- _MATERIAL FOR THIS TASK_:
****************
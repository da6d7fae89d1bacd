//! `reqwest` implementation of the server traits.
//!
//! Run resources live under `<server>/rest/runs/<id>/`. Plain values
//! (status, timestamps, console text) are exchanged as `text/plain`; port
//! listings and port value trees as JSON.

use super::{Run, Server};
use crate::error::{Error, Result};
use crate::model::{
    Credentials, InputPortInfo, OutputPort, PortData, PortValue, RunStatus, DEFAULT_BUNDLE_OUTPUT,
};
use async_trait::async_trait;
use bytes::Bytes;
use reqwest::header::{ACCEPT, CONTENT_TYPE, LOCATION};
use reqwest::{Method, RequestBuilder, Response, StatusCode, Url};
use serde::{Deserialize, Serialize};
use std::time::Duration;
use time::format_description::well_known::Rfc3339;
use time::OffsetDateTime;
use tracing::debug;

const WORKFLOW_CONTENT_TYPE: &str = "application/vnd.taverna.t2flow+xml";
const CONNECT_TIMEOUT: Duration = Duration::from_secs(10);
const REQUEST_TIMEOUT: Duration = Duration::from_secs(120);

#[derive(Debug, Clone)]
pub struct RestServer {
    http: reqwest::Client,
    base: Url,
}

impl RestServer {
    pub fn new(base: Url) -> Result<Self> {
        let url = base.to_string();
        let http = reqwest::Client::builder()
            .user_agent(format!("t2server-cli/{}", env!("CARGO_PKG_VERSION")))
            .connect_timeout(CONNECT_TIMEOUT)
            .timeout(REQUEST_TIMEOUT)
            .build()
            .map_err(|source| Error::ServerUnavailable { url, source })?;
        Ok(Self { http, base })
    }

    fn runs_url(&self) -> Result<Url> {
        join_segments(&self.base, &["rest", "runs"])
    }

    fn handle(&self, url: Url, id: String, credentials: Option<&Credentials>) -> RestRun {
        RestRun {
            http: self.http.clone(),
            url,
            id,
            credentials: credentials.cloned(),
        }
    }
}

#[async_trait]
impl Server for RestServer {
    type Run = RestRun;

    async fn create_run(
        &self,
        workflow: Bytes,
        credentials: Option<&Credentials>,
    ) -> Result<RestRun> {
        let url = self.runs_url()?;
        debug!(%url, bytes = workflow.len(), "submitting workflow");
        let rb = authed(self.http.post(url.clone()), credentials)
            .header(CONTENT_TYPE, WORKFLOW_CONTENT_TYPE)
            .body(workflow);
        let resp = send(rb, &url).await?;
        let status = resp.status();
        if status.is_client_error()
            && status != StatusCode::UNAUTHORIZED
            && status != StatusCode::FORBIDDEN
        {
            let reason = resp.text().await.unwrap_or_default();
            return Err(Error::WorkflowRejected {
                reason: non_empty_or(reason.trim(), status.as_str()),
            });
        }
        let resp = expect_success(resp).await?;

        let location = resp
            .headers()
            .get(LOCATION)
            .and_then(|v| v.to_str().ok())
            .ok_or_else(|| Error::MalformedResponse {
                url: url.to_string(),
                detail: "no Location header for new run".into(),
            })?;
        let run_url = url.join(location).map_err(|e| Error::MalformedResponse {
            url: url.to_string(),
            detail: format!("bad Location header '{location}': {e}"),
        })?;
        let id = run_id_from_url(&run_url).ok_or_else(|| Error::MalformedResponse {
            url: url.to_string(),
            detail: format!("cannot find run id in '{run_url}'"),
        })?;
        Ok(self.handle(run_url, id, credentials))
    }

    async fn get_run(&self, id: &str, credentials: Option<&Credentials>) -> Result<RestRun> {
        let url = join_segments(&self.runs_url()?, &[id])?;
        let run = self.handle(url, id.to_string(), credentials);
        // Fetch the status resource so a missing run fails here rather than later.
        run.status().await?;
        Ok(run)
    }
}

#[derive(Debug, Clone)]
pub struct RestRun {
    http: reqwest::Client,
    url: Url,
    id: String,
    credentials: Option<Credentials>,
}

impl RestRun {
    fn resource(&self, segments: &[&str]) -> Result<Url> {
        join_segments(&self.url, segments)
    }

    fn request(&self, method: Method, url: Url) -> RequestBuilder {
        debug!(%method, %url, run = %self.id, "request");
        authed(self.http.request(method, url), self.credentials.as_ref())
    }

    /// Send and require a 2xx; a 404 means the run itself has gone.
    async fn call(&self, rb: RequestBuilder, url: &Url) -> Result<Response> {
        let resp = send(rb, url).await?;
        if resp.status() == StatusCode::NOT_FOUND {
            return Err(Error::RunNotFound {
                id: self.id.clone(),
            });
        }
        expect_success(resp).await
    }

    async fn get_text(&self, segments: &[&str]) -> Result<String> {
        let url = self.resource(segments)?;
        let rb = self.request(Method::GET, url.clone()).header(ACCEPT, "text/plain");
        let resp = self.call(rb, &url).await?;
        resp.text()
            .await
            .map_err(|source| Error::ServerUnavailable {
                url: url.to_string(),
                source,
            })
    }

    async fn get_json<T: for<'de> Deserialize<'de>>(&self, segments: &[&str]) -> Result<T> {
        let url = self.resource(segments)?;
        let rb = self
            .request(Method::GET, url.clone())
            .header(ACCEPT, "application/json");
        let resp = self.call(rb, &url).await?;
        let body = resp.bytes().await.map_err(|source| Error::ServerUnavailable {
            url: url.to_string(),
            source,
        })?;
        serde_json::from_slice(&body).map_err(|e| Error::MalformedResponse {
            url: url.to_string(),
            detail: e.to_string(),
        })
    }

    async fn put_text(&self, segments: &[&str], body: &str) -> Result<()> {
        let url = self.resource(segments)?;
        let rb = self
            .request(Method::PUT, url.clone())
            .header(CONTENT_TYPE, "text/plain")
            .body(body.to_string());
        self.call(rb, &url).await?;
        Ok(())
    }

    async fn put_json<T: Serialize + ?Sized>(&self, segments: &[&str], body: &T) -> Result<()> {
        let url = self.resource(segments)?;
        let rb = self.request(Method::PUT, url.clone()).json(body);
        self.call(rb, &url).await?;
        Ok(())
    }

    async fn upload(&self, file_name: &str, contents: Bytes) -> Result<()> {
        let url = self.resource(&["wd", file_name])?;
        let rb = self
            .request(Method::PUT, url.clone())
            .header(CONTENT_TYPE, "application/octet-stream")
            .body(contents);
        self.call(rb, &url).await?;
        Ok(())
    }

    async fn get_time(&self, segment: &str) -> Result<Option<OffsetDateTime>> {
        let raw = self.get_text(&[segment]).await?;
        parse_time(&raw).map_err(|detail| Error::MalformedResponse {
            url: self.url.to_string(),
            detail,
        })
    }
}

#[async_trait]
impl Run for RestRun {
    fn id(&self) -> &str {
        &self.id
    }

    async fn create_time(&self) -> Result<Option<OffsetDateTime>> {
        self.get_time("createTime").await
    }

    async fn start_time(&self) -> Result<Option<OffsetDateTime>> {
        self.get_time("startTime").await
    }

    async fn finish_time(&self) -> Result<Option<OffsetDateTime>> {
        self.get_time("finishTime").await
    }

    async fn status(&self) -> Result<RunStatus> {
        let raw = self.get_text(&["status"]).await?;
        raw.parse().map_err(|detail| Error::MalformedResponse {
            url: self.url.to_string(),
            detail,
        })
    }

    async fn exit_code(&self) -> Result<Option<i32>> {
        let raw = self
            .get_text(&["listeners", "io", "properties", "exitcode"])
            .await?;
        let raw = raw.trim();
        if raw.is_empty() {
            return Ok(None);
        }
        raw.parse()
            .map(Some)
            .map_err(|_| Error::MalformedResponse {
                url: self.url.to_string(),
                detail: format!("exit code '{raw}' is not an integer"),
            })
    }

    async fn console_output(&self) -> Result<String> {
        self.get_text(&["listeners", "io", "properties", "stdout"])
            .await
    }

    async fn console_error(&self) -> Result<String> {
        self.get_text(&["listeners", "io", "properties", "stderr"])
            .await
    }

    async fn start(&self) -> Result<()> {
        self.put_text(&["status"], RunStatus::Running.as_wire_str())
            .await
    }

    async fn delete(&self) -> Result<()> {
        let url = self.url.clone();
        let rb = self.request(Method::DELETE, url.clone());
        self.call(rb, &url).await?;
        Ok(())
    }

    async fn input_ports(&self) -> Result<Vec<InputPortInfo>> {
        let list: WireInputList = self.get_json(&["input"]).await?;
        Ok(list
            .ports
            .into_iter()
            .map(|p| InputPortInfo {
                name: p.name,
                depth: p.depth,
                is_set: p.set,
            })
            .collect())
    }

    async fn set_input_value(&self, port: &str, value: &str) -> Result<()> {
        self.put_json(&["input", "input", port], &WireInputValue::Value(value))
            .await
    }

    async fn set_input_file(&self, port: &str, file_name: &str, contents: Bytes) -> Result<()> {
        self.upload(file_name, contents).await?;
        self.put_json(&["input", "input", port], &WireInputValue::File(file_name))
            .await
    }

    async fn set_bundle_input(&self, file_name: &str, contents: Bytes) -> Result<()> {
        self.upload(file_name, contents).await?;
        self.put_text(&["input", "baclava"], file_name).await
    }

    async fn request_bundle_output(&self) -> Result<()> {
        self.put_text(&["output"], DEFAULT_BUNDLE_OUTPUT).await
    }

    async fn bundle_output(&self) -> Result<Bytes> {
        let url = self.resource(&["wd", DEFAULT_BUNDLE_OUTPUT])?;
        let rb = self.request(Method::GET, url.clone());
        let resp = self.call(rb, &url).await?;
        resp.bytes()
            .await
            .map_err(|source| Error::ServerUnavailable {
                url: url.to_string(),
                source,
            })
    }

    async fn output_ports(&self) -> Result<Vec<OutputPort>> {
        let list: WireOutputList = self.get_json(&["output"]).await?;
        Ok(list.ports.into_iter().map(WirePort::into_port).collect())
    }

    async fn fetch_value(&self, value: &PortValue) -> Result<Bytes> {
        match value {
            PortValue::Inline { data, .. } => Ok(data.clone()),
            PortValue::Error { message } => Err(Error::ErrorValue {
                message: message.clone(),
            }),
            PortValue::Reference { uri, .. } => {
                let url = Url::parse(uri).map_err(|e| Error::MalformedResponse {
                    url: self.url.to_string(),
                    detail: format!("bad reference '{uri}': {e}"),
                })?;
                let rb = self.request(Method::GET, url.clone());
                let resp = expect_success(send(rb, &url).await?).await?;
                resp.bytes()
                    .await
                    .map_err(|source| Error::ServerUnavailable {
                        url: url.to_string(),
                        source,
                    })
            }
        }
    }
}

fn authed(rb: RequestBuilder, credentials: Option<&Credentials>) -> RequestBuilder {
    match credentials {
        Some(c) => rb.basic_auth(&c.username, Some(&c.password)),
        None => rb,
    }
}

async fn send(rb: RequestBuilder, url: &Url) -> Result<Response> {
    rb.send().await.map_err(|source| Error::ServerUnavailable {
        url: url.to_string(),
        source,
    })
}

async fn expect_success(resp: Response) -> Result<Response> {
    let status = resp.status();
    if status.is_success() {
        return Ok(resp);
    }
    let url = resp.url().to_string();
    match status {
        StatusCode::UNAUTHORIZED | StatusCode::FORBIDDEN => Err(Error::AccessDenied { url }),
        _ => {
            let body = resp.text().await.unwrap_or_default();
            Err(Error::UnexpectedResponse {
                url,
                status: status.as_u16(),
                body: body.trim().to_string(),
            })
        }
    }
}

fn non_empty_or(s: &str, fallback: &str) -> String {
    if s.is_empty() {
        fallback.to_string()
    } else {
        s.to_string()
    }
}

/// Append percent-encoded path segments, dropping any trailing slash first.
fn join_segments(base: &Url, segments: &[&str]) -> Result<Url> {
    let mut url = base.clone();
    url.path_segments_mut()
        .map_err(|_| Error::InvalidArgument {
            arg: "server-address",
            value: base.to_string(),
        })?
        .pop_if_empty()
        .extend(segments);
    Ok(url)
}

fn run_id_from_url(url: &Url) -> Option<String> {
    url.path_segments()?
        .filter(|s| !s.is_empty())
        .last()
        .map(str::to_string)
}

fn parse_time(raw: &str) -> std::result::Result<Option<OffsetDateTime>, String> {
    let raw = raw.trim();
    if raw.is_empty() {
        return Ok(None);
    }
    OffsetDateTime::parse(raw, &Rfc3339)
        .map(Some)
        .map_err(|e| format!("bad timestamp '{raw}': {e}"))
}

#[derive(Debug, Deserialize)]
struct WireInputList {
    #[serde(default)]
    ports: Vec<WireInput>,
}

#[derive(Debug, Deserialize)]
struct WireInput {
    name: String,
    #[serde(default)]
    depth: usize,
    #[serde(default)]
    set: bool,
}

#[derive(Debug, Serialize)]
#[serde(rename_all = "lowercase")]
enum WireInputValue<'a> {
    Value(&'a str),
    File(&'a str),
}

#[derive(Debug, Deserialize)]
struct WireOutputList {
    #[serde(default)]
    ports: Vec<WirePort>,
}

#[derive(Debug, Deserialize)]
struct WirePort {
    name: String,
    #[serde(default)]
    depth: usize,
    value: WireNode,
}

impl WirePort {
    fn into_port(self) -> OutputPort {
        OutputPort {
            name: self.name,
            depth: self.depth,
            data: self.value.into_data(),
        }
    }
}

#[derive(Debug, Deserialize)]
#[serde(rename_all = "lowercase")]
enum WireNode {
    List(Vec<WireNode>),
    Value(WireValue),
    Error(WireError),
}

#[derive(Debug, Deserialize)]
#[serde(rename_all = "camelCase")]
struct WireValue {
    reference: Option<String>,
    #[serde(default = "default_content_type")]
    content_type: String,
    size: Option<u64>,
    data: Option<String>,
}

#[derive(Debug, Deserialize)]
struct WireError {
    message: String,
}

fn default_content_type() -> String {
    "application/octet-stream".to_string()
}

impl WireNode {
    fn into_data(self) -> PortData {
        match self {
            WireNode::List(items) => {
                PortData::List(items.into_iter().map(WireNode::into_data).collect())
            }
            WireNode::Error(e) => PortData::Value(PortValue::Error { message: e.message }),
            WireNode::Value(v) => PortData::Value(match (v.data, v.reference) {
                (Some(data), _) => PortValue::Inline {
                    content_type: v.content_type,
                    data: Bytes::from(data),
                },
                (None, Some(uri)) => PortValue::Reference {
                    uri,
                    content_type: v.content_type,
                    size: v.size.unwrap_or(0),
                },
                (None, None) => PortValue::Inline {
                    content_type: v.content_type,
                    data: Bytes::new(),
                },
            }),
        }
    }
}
****************
Beginning at the line above with "const CONNECT_TIMEOUT: Duration" and finishing at the line with "let http = reqwest::Client::builder()", return each line exactly and return nothing else.

- _RESPONSE AREA_:
const CONNECT_TIMEOUT: Duration = Duration::from_secs(10);
const REQUEST_TIMEOUT: Duration = Duration::from_secs(120);

#[derive(Debug, Clone)]
pub struct RestServer {
    http: reqwest::Client,
    base: Url,
}

impl RestServer {
    pub fn new(base: Url) -> Result<Self> {
        let url = base.to_string();
        let http = reqwest::Client::builder()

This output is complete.